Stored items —
* * * * *

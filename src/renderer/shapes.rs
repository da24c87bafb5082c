//! Shape generation for 2D primitives

use glam::Vec2;

use crate::heading;
use crate::sim::{Bullet, Ship, Star};

/// Hull outline in ship-local coordinates, nose pointing up
const HULL: [Vec2; 4] = [
    Vec2::new(0.0, -20.0),
    Vec2::new(10.0, 10.0),
    Vec2::new(0.0, 5.0),
    Vec2::new(-10.0, 10.0),
];

/// Hull outline rotated to the ship's heading and placed at its position
pub fn ship_hull(ship: &Ship) -> [Vec2; 4] {
    // Positive angles turn clockwise on a y-down screen
    let rotation = Vec2::from_angle(ship.angle.to_radians());
    HULL.map(|p| ship.pos + rotation.rotate(p))
}

/// Start and end of a bullet's streak
pub fn bullet_segment(bullet: &Bullet, length: f32) -> (Vec2, Vec2) {
    (bullet.pos, bullet.pos + heading(bullet.angle) * length)
}

/// Dot radius for a star: dimmer stars are drawn larger (1-3 px)
pub fn star_radius(star: &Star) -> f32 {
    ((100 - i32::from(star.intensity)) / 40 + 1) as f32
}

/// CSS fill for a star: brighter and more opaque with intensity
pub fn star_color(star: &Star) -> String {
    let brightness = 155 + u32::from(star.intensity);
    format!(
        "rgba({brightness}, {brightness}, {brightness}, {})",
        f32::from(star.intensity) / 100.0
    )
}

#[cfg(test)]
mod tests {
    use super::*;

    fn approx(a: Vec2, b: Vec2) -> bool {
        (a - b).length() < 1e-3
    }

    #[test]
    fn test_hull_nose_matches_heading() {
        let ship = Ship::new(Vec2::new(100.0, 100.0), 90.0);
        let hull = ship_hull(&ship);
        assert!(approx(hull[0], ship.nose()));
        assert!(approx(hull[0], Vec2::new(120.0, 100.0)));
    }

    #[test]
    fn test_hull_unrotated() {
        let ship = Ship::new(Vec2::new(50.0, 50.0), 0.0);
        let hull = ship_hull(&ship);
        assert!(approx(hull[0], Vec2::new(50.0, 30.0)));
        assert!(approx(hull[1], Vec2::new(60.0, 60.0)));
        assert!(approx(hull[3], Vec2::new(40.0, 60.0)));
    }

    #[test]
    fn test_bullet_segment() {
        let bullet = Bullet {
            pos: Vec2::new(10.0, 10.0),
            angle: 180.0,
        };
        let (start, end) = bullet_segment(&bullet, 6.0);
        assert_eq!(start, bullet.pos);
        assert!(approx(end, Vec2::new(10.0, 16.0)));
    }

    #[test]
    fn test_star_style() {
        let dim = Star { x: 0, y: 0, intensity: 0 };
        let bright = Star { x: 0, y: 0, intensity: 99 };
        assert_eq!(star_radius(&dim), 3.0);
        assert_eq!(star_radius(&bright), 1.0);
        assert_eq!(star_radius(&Star { x: 0, y: 0, intensity: 60 }), 2.0);
        assert_eq!(star_color(&dim), "rgba(155, 155, 155, 0)");
        assert_eq!(star_color(&bright), "rgba(254, 254, 254, 0.99)");
    }
}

* * * * *

Reproduce word for word the lines of the records above, beginning at the first and ending with the line where "a bullet's streak" appears, and nothing past it.

filename src/renderer/shapes.rs
repository da24c87bafb5082c
//! Shape generation for 2D primitives

use glam::Vec2;

use crate::heading;
use crate::sim::{Bullet, Ship, Star};

/// Hull outline in ship-local coordinates, nose pointing up
const HULL: [Vec2; 4] = [
    Vec2::new(0.0, -20.0),
    Vec2::new(10.0, 10.0),
    Vec2::new(0.0, 5.0),
    Vec2::new(-10.0, 10.0),
];

/// Hull outline rotated to the ship's heading and placed at its position
pub fn ship_hull(ship: &Ship) -> [Vec2; 4] {
    // Positive angles turn clockwise on a y-down screen
    let rotation = Vec2::from_angle(ship.angle.to_radians());
    HULL.map(|p| ship.pos + rotation.rotate(p))
}

/// Start and end of a bullet's streak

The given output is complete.